Bibir Damon melengkung membentuk senyuman. Lalu dia memiringkan kepalanya ke samping dan menatapnya seolah-olah dia adalah pemandangan yang menakjubkan.
"Siapa namamu?" katanya.
"Violet,"
"Senang bertemu denganmu, Violet,"
Damon mengulurkan tangannya dan Violet berpikir sejenak sebelum menjabatnya dengan sopan. Violet hendak menarik tangannya, tapi Damon menahannya sedikit lebih lama. Violet melihat ke atas secara naluriah dan tiba-tiba Damon berdiri sangat dekat di depannya. Dia hampir terkejut, tapi Damon hanya menyeringai. Dan bukan hanya itu, ada kilatan di matanya. Violet tidak tahu apakah dia harus lari atau berteriak, tapi dia cepat-cepat mengumpulkan ketenangannya dan menarik tangannya.

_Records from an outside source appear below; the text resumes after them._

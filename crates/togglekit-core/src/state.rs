/// The one persisted entity: a single boolean flag.
#[derive(Clone, Copy, Debug, Default, PartialEq, Eq)]
#[cfg_attr(feature = "serde", derive(serde::Serialize, serde::Deserialize))]
pub struct ToggleState {
    pub on: bool,
}

impl ToggleState {
    pub fn new(on: bool) -> Self {
        Self { on }
    }
}

/// Transitions understood by a toggle store.
#[derive(Clone, Copy, Debug, PartialEq, Eq)]
pub enum Action {
    /// Flip `on`.
    Toggle,
    /// Jump back to the state latched at construction, carried on the action.
    Reset(ToggleState),
    /// Consumer-defined action kind, routed untouched to the active reducer.
    /// The default reducer refuses it.
    Custom(&'static str),
}

impl Action {
    /// Stable name used in errors and logs.
    pub fn kind(&self) -> &'static str {
        match self {
            Action::Toggle => "toggle",
            Action::Reset(_) => "reset",
            Action::Custom(kind) => kind,
        }
    }
}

Dengan tangannya terlepas dari dinding, Violet melihat ada celah untuknya pergi. Tapi tepat sebelum dia bisa melewatinya, dia berkata, "Jadi, apa yang dilakukan gadis sepertimu di tempat seperti ini?"
Violet berbalik secara naluriah.
"Gadis sepertiku?" tanyanya.
"Indah, pintar, dan..." dia terdiam sejenak sebelum menambahkan, "Jelas kurang pengalaman,"
Kalimat itu dimulai dengan baik, tapi Violet tersinggung pada akhirnya. Dia bangga dengan pekerjaannya. Dia benci ketika orang meremehkannya hanya karena dia masih muda atau tidak terlihat sesuai.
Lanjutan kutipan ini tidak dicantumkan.